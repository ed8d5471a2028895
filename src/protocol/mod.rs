//! Wire messages between clients and document servers
//!
//! The transport is external; these are the values it carries. See
//! [`serialize`] for the byte encoding.

pub mod serialize;

use crate::ot::Operation;
use crate::sync::{Ack, Delta, DeltaSubmission, HashedVersion};
use crate::DocumentId;
use serde::{Deserialize, Serialize};

pub use serialize::{decode_message, encode_message};

/// Client to server
#[derive(Debug, Clone, PartialEq, Eq, Serialize, Deserialize)]
#[serde(tag = "type", rename_all = "camelCase")]
pub enum ClientMessage {
    /// Start (or resume) following a document from `version`
    #[serde(rename_all = "camelCase")]
    Open {
        document_id: DocumentId,
        version: HashedVersion,
    },

    /// Submit a local delta
    #[serde(rename_all = "camelCase")]
    Submit {
        document_id: DocumentId,
        delta: DeltaSubmission,
    },
}

impl ClientMessage {
    pub fn document_id(&self) -> &str {
        match self {
            ClientMessage::Open { document_id, .. } | ClientMessage::Submit { document_id, .. } => {
                document_id
            }
        }
    }
}

/// Server to client
#[derive(Debug, Clone, PartialEq, Eq, Serialize, Deserialize)]
#[serde(tag = "type", rename_all = "camelCase")]
pub enum ServerMessage {
    /// Deltas committed since the version the client opened at
    #[serde(rename_all = "camelCase")]
    CatchUp {
        document_id: DocumentId,
        deltas: Vec<Delta>,
    },

    /// The client's version is unknown; start over from this snapshot
    #[serde(rename_all = "camelCase")]
    ResyncRequired {
        document_id: DocumentId,
        snapshot: Operation,
        version: HashedVersion,
    },

    /// The client's delta was committed
    #[serde(rename_all = "camelCase")]
    Ack { document_id: DocumentId, ack: Ack },

    /// Some participant's delta was committed
    #[serde(rename_all = "camelCase")]
    Committed { document_id: DocumentId, delta: Delta },

    /// A submission was rejected
    #[serde(rename_all = "camelCase")]
    Rejected {
        document_id: DocumentId,
        reason: String,
    },
}

impl ServerMessage {
    pub fn document_id(&self) -> &str {
        match self {
            ServerMessage::CatchUp { document_id, .. }
            | ServerMessage::ResyncRequired { document_id, .. }
            | ServerMessage::Ack { document_id, .. }
            | ServerMessage::Committed { document_id, .. }
            | ServerMessage::Rejected { document_id, .. } => document_id,
        }
    }
}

▸ Instructions for the task
Reproduce all data above, unchanged.

▸ Result of this task
repository ed8d5471a2028895
filename src/protocol/mod.rs
//! Wire messages between clients and document servers
//!
//! The transport is external; these are the values it carries. See
//! [`serialize`] for the byte encoding.

pub mod serialize;

use crate::ot::Operation;
use crate::sync::{Ack, Delta, DeltaSubmission, HashedVersion};
use crate::DocumentId;
use serde::{Deserialize, Serialize};

pub use serialize::{decode_message, encode_message};

/// Client to server
#[derive(Debug, Clone, PartialEq, Eq, Serialize, Deserialize)]
#[serde(tag = "type", rename_all = "camelCase")]
pub enum ClientMessage {
    /// Start (or resume) following a document from `version`
    #[serde(rename_all = "camelCase")]
    Open {
        document_id: DocumentId,
        version: HashedVersion,
    },

    /// Submit a local delta
    #[serde(rename_all = "camelCase")]
    Submit {
        document_id: DocumentId,
        delta: DeltaSubmission,
    },
}

impl ClientMessage {
    pub fn document_id(&self) -> &str {
        match self {
            ClientMessage::Open { document_id, .. } | ClientMessage::Submit { document_id, .. } => {
                document_id
            }
        }
    }
}

/// Server to client
#[derive(Debug, Clone, PartialEq, Eq, Serialize, Deserialize)]
#[serde(tag = "type", rename_all = "camelCase")]
pub enum ServerMessage {
    /// Deltas committed since the version the client opened at
    #[serde(rename_all = "camelCase")]
    CatchUp {
        document_id: DocumentId,
        deltas: Vec<Delta>,
    },

    /// The client's version is unknown; start over from this snapshot
    #[serde(rename_all = "camelCase")]
    ResyncRequired {
        document_id: DocumentId,
        snapshot: Operation,
        version: HashedVersion,
    },

    /// The client's delta was committed
    #[serde(rename_all = "camelCase")]
    Ack { document_id: DocumentId, ack: Ack },

    /// Some participant's delta was committed
    #[serde(rename_all = "camelCase")]
    Committed { document_id: DocumentId, delta: Delta },

    /// A submission was rejected
    #[serde(rename_all = "camelCase")]
    Rejected {
        document_id: DocumentId,
        reason: String,
    },
}

impl ServerMessage {
    pub fn document_id(&self) -> &str {
        match self {
            ServerMessage::CatchUp { document_id, .. }
            | ServerMessage::ResyncRequired { document_id, .. }
            | ServerMessage::Ack { document_id, .. }
            | ServerMessage::Committed { document_id, .. }
            | ServerMessage::Rejected { document_id, .. } => document_id,
        }
    }
}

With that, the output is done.